By the mid-19th century, several farms and small orchards existed in the area. Compared to the Duffins Creek area, a small number of mills were established along the Carruthers Creek. This was probably because the water supply in the Carruthers Creek was not consistent. The largest mill along the Carruthers Creek was located on the 3rd Concession Line, near the Audley village.

By the 1850s, three small communities existed in the Carruthers Creek watershed:

- Audley (Brown's Corners) in present-day Ajax, centered on the intersection of present-day Audley Road and Taunton Rd
- Kinsale, in present-day Pickering, centered on the intersection of Kinsale Road and Highway 7
- Salem (Hyfield or Salem's Corners), in present-day Pickering, centered on the intersection of Salem Road and Highway 7

These small villages did not grow as much as other settlements in the present-day Durham region, because the smaller size of the Carruthers Creek did not facilitate establishment of major mills, and because the Grand Trunk Railway did not pass through these villages.

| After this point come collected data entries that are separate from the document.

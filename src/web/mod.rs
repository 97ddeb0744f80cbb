// src/web/mod.rs
pub mod app;
pub mod types;
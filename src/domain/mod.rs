// src/domain/mod.rs
pub mod core;
pub mod offers;
pub mod ports;
pub mod service;
pub mod users;
pub mod wishes;

pub use self::core::*;
pub use self::offers::*;
pub use self::ports::*;
pub use self::service::*;
pub use self::users::*;
pub use self::wishes::*;
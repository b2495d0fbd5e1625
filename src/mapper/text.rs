//! The generic analyzed text field.
//!
//! [`TextField`] holds everything a string-like field needs to produce its
//! full-text index entries: field type flags, analyzers, null value and
//! multi-fields. The `string` and `dvstring` mappers both compose with it and
//! only decide what happens around [`TextField::index`].

use std::sync::Arc;

use log::{debug, trace};
use serde_json::{Map, Value, json};

use crate::analysis::analyzer::NamedAnalyzer;
use crate::analysis::token::Token;
use crate::analysis::token_stream::ScopedTokenStream;
use crate::error::Result;
use crate::mapper::field_type::{IndexOptions, TermVector, TextFieldType};
use crate::mapper::registry::{BuilderContext, MapperBuilder};
use crate::mapper::{DocValue, FieldMapper, FieldNames, IndexEntry, ParsedField};

/// How the index names of multi-fields are formed.
#[derive(Clone, Copy, Debug, Default, PartialEq, Eq)]
pub enum MultiFieldPath {
    /// `field.sub`
    #[default]
    Full,
    /// `sub`
    JustName,
}

impl MultiFieldPath {
    pub fn parse(value: &str) -> Option<Self> {
        match value {
            "full" => Some(MultiFieldPath::Full),
            "just_name" => Some(MultiFieldPath::JustName),
            _ => None,
        }
    }

    pub fn as_str(&self) -> &'static str {
        match self {
            MultiFieldPath::Full => "full",
            MultiFieldPath::JustName => "just_name",
        }
    }
}

/// Collects the options of a text field.
///
/// Setters return `&mut Self` so option parsers can apply options one at a
/// time.
pub struct TextFieldBuilder {
    name: String,
    field_type: TextFieldType,
    omit_norms_set: bool,
    index_options_set: bool,
    boost: f32,
    index_analyzer: Option<NamedAnalyzer>,
    search_analyzer: Option<NamedAnalyzer>,
    search_quote_analyzer: Option<NamedAnalyzer>,
    null_value: Option<String>,
    position_offset_gap: u32,
    include_in_all: Option<bool>,
    similarity: Option<String>,
    norms_loading: Option<String>,
    fielddata: Option<Value>,
    copy_to: Vec<String>,
    multi_fields: Vec<Box<dyn MapperBuilder>>,
    multi_field_path: MultiFieldPath,
}

impl TextFieldBuilder {
    pub fn new<S: Into<String>>(name: S) -> Self {
        TextFieldBuilder {
            name: name.into(),
            field_type: TextFieldType::default(),
            omit_norms_set: false,
            index_options_set: false,
            boost: 1.0,
            index_analyzer: None,
            search_analyzer: None,
            search_quote_analyzer: None,
            null_value: None,
            position_offset_gap: 0,
            include_in_all: None,
            similarity: None,
            norms_loading: None,
            fielddata: None,
            copy_to: Vec::new(),
            multi_fields: Vec::new(),
            multi_field_path: MultiFieldPath::Full,
        }
    }

    pub fn name(&self) -> &str {
        &self.name
    }

    pub fn field_type(&self) -> &TextFieldType {
        &self.field_type
    }

    pub fn indexed(&mut self, indexed: bool) -> &mut Self {
        self.field_type.indexed = indexed;
        self
    }

    pub fn tokenized(&mut self, tokenized: bool) -> &mut Self {
        self.field_type.tokenized = tokenized;
        self
    }

    pub fn stored(&mut self, stored: bool) -> &mut Self {
        self.field_type.stored = stored;
        self
    }

    pub fn omit_norms(&mut self, omit_norms: bool) -> &mut Self {
        self.field_type.omit_norms = omit_norms;
        self.omit_norms_set = true;
        self
    }

    pub fn index_options(&mut self, index_options: IndexOptions) -> &mut Self {
        self.field_type.index_options = index_options;
        self.index_options_set = true;
        self
    }

    pub fn term_vector(&mut self, term_vector: TermVector) -> &mut Self {
        self.field_type.term_vector = term_vector;
        self
    }

    pub fn doc_values(&mut self, doc_values: bool) -> &mut Self {
        self.field_type.doc_values = doc_values;
        self
    }

    pub fn boost(&mut self, boost: f32) -> &mut Self {
        self.boost = boost;
        self
    }

    pub fn index_analyzer(&mut self, analyzer: NamedAnalyzer) -> &mut Self {
        self.index_analyzer = Some(analyzer);
        self
    }

    /// Also becomes the search quote analyzer unless one is set.
    pub fn search_analyzer(&mut self, analyzer: NamedAnalyzer) -> &mut Self {
        if self.search_quote_analyzer.is_none() {
            self.search_quote_analyzer = Some(analyzer.clone());
        }
        self.search_analyzer = Some(analyzer);
        self
    }

    pub fn search_quote_analyzer(&mut self, analyzer: NamedAnalyzer) -> &mut Self {
        self.search_quote_analyzer = Some(analyzer);
        self
    }

    pub fn null_value<S: Into<String>>(&mut self, null_value: S) -> &mut Self {
        self.null_value = Some(null_value.into());
        self
    }

    pub fn position_offset_gap(&mut self, gap: u32) -> &mut Self {
        self.position_offset_gap = gap;
        self
    }

    pub fn include_in_all(&mut self, include_in_all: bool) -> &mut Self {
        self.include_in_all = Some(include_in_all);
        self
    }

    pub fn similarity<S: Into<String>>(&mut self, similarity: S) -> &mut Self {
        self.similarity = Some(similarity.into());
        self
    }

    pub fn norms_loading<S: Into<String>>(&mut self, loading: S) -> &mut Self {
        self.norms_loading = Some(loading.into());
        self
    }

    pub fn fielddata(&mut self, fielddata: Value) -> &mut Self {
        self.fielddata = Some(fielddata);
        self
    }

    pub fn copy_to(&mut self, targets: Vec<String>) -> &mut Self {
        self.copy_to = targets;
        self
    }

    pub fn add_multi_field(&mut self, builder: Box<dyn MapperBuilder>) -> &mut Self {
        self.multi_fields.push(builder);
        self
    }

    pub fn multi_field_path(&mut self, path: MultiFieldPath) -> &mut Self {
        self.multi_field_path = path;
        self
    }

    /// Resolve defaults and build the field.
    ///
    /// Analyzers that were not configured come from the registry of `ctx`. A
    /// positive position offset gap re-wraps the index, search and search
    /// quote analyzers with that gap. Indexed fields that are not tokenized
    /// index document ids only, and omit norms unless boosted, unless
    /// configured otherwise.
    pub fn build(&self, ctx: &BuilderContext<'_>) -> Result<TextField> {
        let analyzers = ctx.analyzers();

        let mut field_type = self.field_type.clone();
        if !self.omit_norms_set && self.boost == 1.0 {
            field_type.omit_norms = field_type.default_omit_norms();
        }
        if !self.index_options_set {
            field_type.index_options = field_type.default_index_options();
        }

        let mut index_analyzer = self
            .index_analyzer
            .clone()
            .unwrap_or_else(|| analyzers.default_index_analyzer().clone());
        let mut search_analyzer = self
            .search_analyzer
            .clone()
            .unwrap_or_else(|| analyzers.default_search_analyzer().clone());
        let mut search_quote_analyzer = self
            .search_quote_analyzer
            .clone()
            .unwrap_or_else(|| analyzers.default_search_quote_analyzer().clone());

        if self.position_offset_gap > 0 {
            let gap = self.position_offset_gap;
            index_analyzer = index_analyzer.with_position_offset_gap(gap);
            search_analyzer = search_analyzer.with_position_offset_gap(gap);
            search_quote_analyzer = search_quote_analyzer.with_position_offset_gap(gap);
        }

        let multi_field_ctx = match self.multi_field_path {
            MultiFieldPath::Full => ctx.child(&self.name),
            MultiFieldPath::JustName => ctx.root(),
        };
        let multi_fields = self
            .multi_fields
            .iter()
            .map(|builder| builder.build(&multi_field_ctx))
            .collect::<Result<Vec<_>>>()?;

        let names = FieldNames::new(self.name.clone(), ctx.full_name(&self.name));
        debug!(
            "built text field [{}]: index [{}], analyzer [{}], search analyzer [{}], search quote analyzer [{}], position offset gap {}",
            names.index_name(),
            field_type.index_mode(),
            index_analyzer.name(),
            search_analyzer.name(),
            search_quote_analyzer.name(),
            self.position_offset_gap
        );

        Ok(TextField {
            names,
            field_type,
            boost: self.boost,
            index_analyzer,
            search_analyzer,
            search_quote_analyzer,
            default_analyzers: [
                analyzers.default_index_analyzer().name().to_string(),
                analyzers.default_search_analyzer().name().to_string(),
            ],
            null_value: self.null_value.clone(),
            position_offset_gap: self.position_offset_gap,
            include_in_all: self.include_in_all,
            similarity: self.similarity.clone(),
            norms_loading: self.norms_loading.clone(),
            fielddata: self.fielddata.clone(),
            copy_to: self.copy_to.clone(),
            multi_fields,
            multi_field_path: self.multi_field_path,
        })
    }
}
//! Tokenizer-only analyzer.

use std::sync::Arc;

use crate::analysis::analyzer::analyzer::Analyzer;
use crate::analysis::token::TokenStream;
use crate::analysis::tokenizer::Tokenizer;
use crate::error::Result;

/// Runs a tokenizer and nothing else. Backs the built-in `whitespace`
/// analyzer.
#[derive(Clone)]
pub struct SimpleAnalyzer {
    tokenizer: Arc<dyn Tokenizer>,
}

impl SimpleAnalyzer {
    pub fn new(tokenizer: Arc<dyn Tokenizer>) -> Self {
        SimpleAnalyzer { tokenizer }
    }

    pub fn tokenizer(&self) -> &Arc<dyn Tokenizer> {
        &self.tokenizer
    }
}

impl Analyzer for SimpleAnalyzer {
    fn analyze(&self, text: &str) -> Result<TokenStream> {
        self.tokenizer.tokenize(text)
    }

    fn name(&self) -> &'static str {
        "simple"
    }

    fn as_any(&self) -> &dyn std::any::Any {
        self
    }
}

impl std::fmt::Debug for SimpleAnalyzer {
    fn fmt(&self, f: &mut std::fmt::Formatter<'_>) -> std::fmt::Result {
        f.debug_tuple("SimpleAnalyzer")
            .field(&self.tokenizer.name())
            .finish()
    }
}

#[cfg(test)]
mod tests {
    use super::*;
    use crate::analysis::token::Token;
    use crate::analysis::tokenizer::whitespace::WhitespaceTokenizer;

    #[test]
    fn test_case_is_preserved() {
        let analyzer = SimpleAnalyzer::new(Arc::new(WhitespaceTokenizer::new()));

        let tokens: Vec<Token> = analyzer.analyze("Moon  Knight").unwrap().collect();

        let texts: Vec<&str> = tokens.iter().map(|token| token.text.as_str()).collect();
        assert_eq!(texts, vec!["Moon", "Knight"]);
        assert_eq!(tokens[1].position, 1);
    }

    #[test]
    fn test_debug_names_the_tokenizer() {
        let analyzer = SimpleAnalyzer::new(Arc::new(WhitespaceTokenizer::new()));
        assert_eq!(format!("{analyzer:?}"), "SimpleAnalyzer(\"whitespace\")");
    }
}
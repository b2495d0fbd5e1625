//! Unicode word tokenizer implementation.
//!
//! Splits text on Unicode word boundaries (UAX #29) and drops segments
//! without any alphanumeric character, such as punctuation and whitespace.

use unicode_segmentation::UnicodeSegmentation;

use crate::analysis::token::{Token, TokenStream};
use crate::analysis::tokenizer::Tokenizer;
use crate::error::Result;

#[derive(Clone, Debug, Default)]
pub struct UnicodeWordTokenizer;

impl UnicodeWordTokenizer {
    pub fn new() -> Self {
        UnicodeWordTokenizer
    }
}

impl Tokenizer for UnicodeWordTokenizer {
    fn tokenize(&self, text: &str) -> Result<TokenStream> {
        let tokens: Vec<Token> = text
            .split_word_bound_indices()
            .filter(|(_, word)| word.chars().any(char::is_alphanumeric))
            .enumerate()
            .map(|(position, (start, word))| {
                Token::with_offsets(word, position, start, start + word.len())
            })
            .collect();

        Ok(Box::new(tokens.into_iter()))
    }

    fn name(&self) -> &'static str {
        "unicode_word"
    }
}
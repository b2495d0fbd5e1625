//! A minimal in-memory index.
//!
//! Holds postings, stored values and SortedSet doc values of parsed
//! documents; enough to look terms up and to sort documents by a doc values
//! field.

pub mod doc_values;
pub mod memory;

pub use doc_values::{SortedSetDocValues, SortedSetDocValuesWriter};
pub use memory::{MemoryIndex, Posting, SortHit, SortOrder};
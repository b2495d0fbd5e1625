//! Error types for the dvstring mapper.
//!
//! All fallible operations return [`Result`], whose error side is the
//! [`DvStringError`] enum. Configuration problems surface while a mapping is
//! parsed or built; analysis problems surface per document.
//!
//! # Examples
//!
//! ```
//! use dvstring::error::{DvStringError, Result};
//!
//! fn check_gap(gap: i64) -> Result<()> {
//!     if gap < 0 {
//!         return Err(DvStringError::mapper_parsing(
//!             "name",
//!             "position_offset_gap",
//!             "must not be negative",
//!         ));
//!     }
//!     Ok(())
//! }
//!
//! assert!(check_gap(-1).is_err());
//! ```

use std::io;

use thiserror::Error;

/// The main error type for dvstring operations.
#[derive(Error, Debug)]
pub enum DvStringError {
    /// I/O errors raised while reading analyzer input.
    #[error("I/O error: {0}")]
    Io(#[from] io::Error),

    /// Analysis errors (tokenization, filtering, analyzer construction).
    #[error("Analysis error: {0}")]
    Analysis(String),

    /// A token stream was driven out of its reset/increment/end order.
    #[error("Token stream error: {0}")]
    TokenStream(String),

    /// A mapping option could not be parsed or validated.
    #[error("Failed to parse mapping for field [{field}], option [{option}]: {reason}")]
    MapperParsing {
        /// Name of the field being mapped.
        field: String,
        /// The offending option.
        option: String,
        /// What was wrong with it.
        reason: String,
    },

    /// A mapping referenced an analyzer the registry does not know.
    #[error("Analyzer [{analyzer}] not found for field [{field}]")]
    AnalyzerNotFound {
        /// The analyzer name that was looked up.
        analyzer: String,
        /// Name of the field being mapped.
        field: String,
    },

    /// A document source did not match its mapping.
    #[error("Document error: {0}")]
    Document(String),

    /// In-memory index errors.
    #[error("Index error: {0}")]
    Index(String),

    /// JSON serialization/deserialization errors.
    #[error("JSON error: {0}")]
    Json(#[from] serde_json::Error),
}

/// Result type alias for operations that may fail with [`DvStringError`].
pub type Result<T> = std::result::Result<T, DvStringError>;

impl DvStringError {
    /// Create a new analysis error.
    pub fn analysis<S: Into<String>>(msg: S) -> Self {
        DvStringError::Analysis(msg.into())
    }

    /// Create a new token stream state error.
    pub fn token_stream<S: Into<String>>(msg: S) -> Self {
        DvStringError::TokenStream(msg.into())
    }

    /// Create a new mapping error naming the field and the offending option.
    pub fn mapper_parsing<F, O, R>(field: F, option: O, reason: R) -> Self
    where
        F: Into<String>,
        O: Into<String>,
        R: Into<String>,
    {
        DvStringError::MapperParsing {
            field: field.into(),
            option: option.into(),
            reason: reason.into(),
        }
    }

    /// Create a new analyzer-not-found error.
    pub fn analyzer_not_found<A: Into<String>, F: Into<String>>(analyzer: A, field: F) -> Self {
        DvStringError::AnalyzerNotFound {
            analyzer: analyzer.into(),
            field: field.into(),
        }
    }

    /// Create a new document error.
    pub fn document<S: Into<String>>(msg: S) -> Self {
        DvStringError::Document(msg.into())
    }

    /// Create a new index error.
    pub fn index<S: Into<String>>(msg: S) -> Self {
        DvStringError::Index(msg.into())
    }

    /// Returns true for errors raised while a mapping is parsed or built.
    pub fn is_configuration_error(&self) -> bool {
        matches!(
            self,
            DvStringError::MapperParsing { .. } | DvStringError::AnalyzerNotFound { .. }
        )
    }
}

#[cfg(test)]
mod tests {
    use super::*;

    #[test]
    fn test_error_construction() {
        let error = DvStringError::analysis("Test analysis error");
        assert_eq!(error.to_string(), "Analysis error: Test analysis error");

        let error = DvStringError::mapper_parsing("title", "ignore_above", "expected an integer");
        assert_eq!(
            error.to_string(),
            "Failed to parse mapping for field [title], option [ignore_above]: expected an integer"
        );
        assert!(error.is_configuration_error());

        let error = DvStringError::analyzer_not_found("missing", "title");
        assert_eq!(
            error.to_string(),
            "Analyzer [missing] not found for field [title]"
        );
        assert!(error.is_configuration_error());
    }

    #[test]
    fn test_io_error_conversion() {
        let io_error = io::Error::new(io::ErrorKind::UnexpectedEof, "buffer exhausted");
        let error = DvStringError::from(io_error);

        match error {
            DvStringError::Io(_) => {}
            _ => panic!("Expected IO error variant"),
        }
        assert!(!DvStringError::analysis("x").is_configuration_error());
    }
}
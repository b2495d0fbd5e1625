//! Scoped access to an analyzer's token stream.
//!
//! A token stream has a strict lifecycle:
//!
//! ```text
//! open → reset → increment_token* → end → close
//! ```
//!
//! [`ScopedTokenStream`] enforces that order and releases the underlying
//! stream when it goes out of scope, so the stream is closed exactly once on
//! every path: after the last token, after an early exit, and when an error
//! propagates through `?`.
//!
//! # Examples
//!
//! ```
//! use dvstring::analysis::registry::AnalyzerRegistry;
//! use dvstring::analysis::token_stream::ScopedTokenStream;
//!
//! let registry = AnalyzerRegistry::new();
//! let analyzer = registry.analyzer("standard").unwrap();
//!
//! let mut stream = ScopedTokenStream::open(&analyzer, "Bruce Wayne");
//! stream.reset().unwrap();
//! let first = stream.increment_token().unwrap().unwrap();
//! stream.end().unwrap();
//! stream.close();
//!
//! assert_eq!(first.text, "bruce");
//! ```

use log::trace;

use crate::analysis::analyzer::NamedAnalyzer;
use crate::analysis::token::{Token, TokenStream};
use crate::error::{DvStringError, Result};

#[derive(Clone, Copy, Debug, PartialEq, Eq)]
enum StreamState {
    Opened,
    Reset,
    Ended,
    Closed,
}

/// A token stream guard bound to one analyzer and one input value.
pub struct ScopedTokenStream<'a> {
    analyzer: &'a NamedAnalyzer,
    text: &'a str,
    tokens: Option<TokenStream>,
    state: StreamState,
    consumed: usize,
}

impl<'a> ScopedTokenStream<'a> {
    /// Bind `analyzer` to `text`. Analysis starts on [`reset`](Self::reset).
    pub fn open(analyzer: &'a NamedAnalyzer, text: &'a str) -> Self {
        trace!("opening token stream of analyzer [{}]", analyzer.name());
        ScopedTokenStream {
            analyzer,
            text,
            tokens: None,
            state: StreamState::Opened,
            consumed: 0,
        }
    }

    /// Prepare the stream for consumption by running the analyzer.
    pub fn reset(&mut self) -> Result<()> {
        if self.state != StreamState::Opened {
            return Err(DvStringError::token_stream(format!(
                "reset called on a {:?} stream of analyzer [{}]",
                self.state,
                self.analyzer.name()
            )));
        }
        self.tokens = Some(self.analyzer.analyze(self.text)?);
        self.state = StreamState::Reset;
        Ok(())
    }

    /// Pull the next token, skipping tokens a filter marked as stopped.
    ///
    /// Returns `Ok(None)` once the stream is exhausted.
    pub fn increment_token(&mut self) -> Result<Option<Token>> {
        if self.state != StreamState::Reset {
            return Err(DvStringError::token_stream(format!(
                "increment_token called on a {:?} stream of analyzer [{}]",
                self.state,
                self.analyzer.name()
            )));
        }
        let Some(tokens) = self.tokens.as_mut() else {
            return Ok(None);
        };
        let next = tokens.find(|token| !token.is_stopped());
        if next.is_some() {
            self.consumed += 1;
        }
        Ok(next)
    }

    /// Signal end of consumption. Remaining tokens are not pulled.
    pub fn end(&mut self) -> Result<()> {
        if self.state != StreamState::Reset {
            return Err(DvStringError::token_stream(format!(
                "end called on a {:?} stream of analyzer [{}]",
                self.state,
                self.analyzer.name()
            )));
        }
        self.state = StreamState::Ended;
        Ok(())
    }

    /// Number of tokens handed out so far.
    pub fn consumed(&self) -> usize {
        self.consumed
    }

    /// Close the stream now instead of at the end of the scope.
    pub fn close(mut self) {
        self.release();
    }

    fn release(&mut self) {
        if self.state == StreamState::Closed {
            return;
        }
        // Dropping the iterator releases whatever the analyzer holds.
        self.tokens = None;
        trace!(
            "closed token stream of analyzer [{}] after {} token(s), state was {:?}",
            self.analyzer.name(),
            self.consumed,
            self.state
        );
        self.state = StreamState::Closed;
    }
}

impl Drop for ScopedTokenStream<'_> {
    fn drop(&mut self) {
        self.release();
    }
}

/// Return the first token `analyzer` produces for `text`, if any.
///
/// Only one token is pulled; the stream is ended and closed before returning,
/// and also when the analyzer fails.
pub fn first_token(analyzer: &NamedAnalyzer, text: &str) -> Result<Option<Token>> {
    let mut stream = ScopedTokenStream::open(analyzer, text);
    stream.reset()?;
    let token = stream.increment_token()?;
    stream.end()?;
    stream.close();
    Ok(token)
}

#[cfg(test)]
mod tests {
    use std::io;
    use std::sync::Arc;
    use std::sync::atomic::{AtomicUsize, Ordering};

    use super::*;
    use crate::analysis::analyzer::{
        LowercaseKeywordAnalyzer, NoOpAnalyzer, PipelineAnalyzer, SimpleAnalyzer,
    };
    use crate::analysis::token_filter::stop::StopFilter;
    use crate::analysis::tokenizer::Tokenizer;
    use crate::analysis::tokenizer::whitespace::WhitespaceTokenizer;

    /// Counts how many tokens were pulled and how often the stream was released.
    #[derive(Default)]
    struct Tracker {
        pulled: AtomicUsize,
        closed: AtomicUsize,
    }

    struct TrackerStream {
        inner: std::vec::IntoIter<Token>,
        tracker: Arc<Tracker>,
    }

    impl Iterator for TrackerStream {
        type Item = Token;

        fn next(&mut self) -> Option<Token> {
            let next = self.inner.next();
            if next.is_some() {
                self.tracker.pulled.fetch_add(1, Ordering::SeqCst);
            }
            next
        }
    }

    impl Drop for TrackerStream {
        fn drop(&mut self) {
            self.tracker.closed.fetch_add(1, Ordering::SeqCst);
        }
    }

    struct TrackerTokenizer {
        tracker: Arc<Tracker>,
    }

    impl Tokenizer for TrackerTokenizer {
        fn tokenize(&self, text: &str) -> Result<TokenStream> {
            let tokens: Vec<Token> = WhitespaceTokenizer::new().tokenize(text)?.collect();
            Ok(Box::new(TrackerStream {
                inner: tokens.into_iter(),
                tracker: Arc::clone(&self.tracker),
            }))
        }

        fn name(&self) -> &'static str {
            "tracker"
        }
    }

    struct FailingTokenizer;

    impl Tokenizer for FailingTokenizer {
        fn tokenize(&self, _text: &str) -> Result<TokenStream> {
            Err(io::Error::new(io::ErrorKind::UnexpectedEof, "reader exhausted").into())
        }

        fn name(&self) -> &'static str {
            "failing"
        }
    }

    fn tracker_analyzer() -> (NamedAnalyzer, Arc<Tracker>) {
        let tracker = Arc::new(Tracker::default());
        let tokenizer = Arc::new(TrackerTokenizer {
            tracker: Arc::clone(&tracker),
        });
        let analyzer = NamedAnalyzer::new("tracker", Arc::new(SimpleAnalyzer::new(tokenizer)));
        (analyzer, tracker)
    }

    #[test]
    fn test_first_token_pulls_once_and_closes_once() {
        let (analyzer, tracker) = tracker_analyzer();

        let token = first_token(&analyzer, "peter benjamin parker").unwrap();

        assert_eq!(token.unwrap().text, "peter");
        assert_eq!(tracker.pulled.load(Ordering::SeqCst), 1);
        assert_eq!(tracker.closed.load(Ordering::SeqCst), 1);
    }

    #[test]
    fn test_empty_stream_still_closes() {
        let (analyzer, tracker) = tracker_analyzer();

        assert!(first_token(&analyzer, "   ").unwrap().is_none());
        assert_eq!(tracker.closed.load(Ordering::SeqCst), 1);
    }

    #[test]
    fn test_drop_without_end_closes() {
        let (analyzer, tracker) = tracker_analyzer();
        {
            let mut stream = ScopedTokenStream::open(&analyzer, "a b c");
            stream.reset().unwrap();
            let _ = stream.increment_token().unwrap();
        }
        assert_eq!(tracker.closed.load(Ordering::SeqCst), 1);
    }

    #[test]
    fn test_analyzer_failure_propagates() {
        let analyzer = NamedAnalyzer::new(
            "failing",
            Arc::new(SimpleAnalyzer::new(Arc::new(FailingTokenizer))),
        );

        let err = first_token(&analyzer, "anything").unwrap_err();
        assert!(matches!(err, DvStringError::Io(_)));
    }

    #[test]
    fn test_increment_before_reset_is_rejected() {
        let analyzer = NamedAnalyzer::new("noop", Arc::new(NoOpAnalyzer::new()));
        let mut stream = ScopedTokenStream::open(&analyzer, "x");

        let err = stream.increment_token().unwrap_err();
        assert!(matches!(err, DvStringError::TokenStream(_)));
        assert!(stream.end().is_err());
    }

    #[test]
    fn test_reset_twice_is_rejected() {
        let analyzer = NamedAnalyzer::new("dvlwc", Arc::new(LowercaseKeywordAnalyzer::new()));
        let mut stream = ScopedTokenStream::open(&analyzer, "x");
        stream.reset().unwrap();
        assert!(stream.reset().is_err());
    }

    #[test]
    fn test_stopped_tokens_are_skipped() {
        let analyzer = NamedAnalyzer::new(
            "marking",
            Arc::new(
                PipelineAnalyzer::new(Arc::new(WhitespaceTokenizer::new()))
                    .add_filter(Arc::new(StopFilter::new().remove_stopped(false))),
            ),
        );

        let token = first_token(&analyzer, "the Thing").unwrap().unwrap();
        assert_eq!(token.text, "Thing");
    }
}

In 2022, the government designated 0.62 sq. km. of wetland in the Carruthers Creek watershed in Ajax as protected area, to be managed by Toronto and Region Conservation Authority (TRCA) and the town of Ajax. The city of Pickering has planned a community called Veraine, to be developed by Dorsay Development Corporation, near the headwaters of the Carruthers Creek. The town of Ajax has opposed this development, because of the concerns that it may cause flooding at the south end of the Creek. The flood-prone area is Ajax's Lakeside neighbourhood, where the stream passes on its way to the Carruthers Creek Marsh, before meeting Lake Ontario.

== Course ==

Carruthers Creek originates near Concession Road 7, near the former community of Mount Zion, in the city of Pickering. It then flows south and enters Ajax, passing through the Deer Creek Golf Course, and finally meeting Lake Ontario at Richardson Point. The size of its watershed is smaller than that of Duffins Creek in the west and Lynde Creek in the east. It is the smallest watershed within the jurisdiction of TRCA.

The stream is approximately 20 km long, and 3 km at its widest point.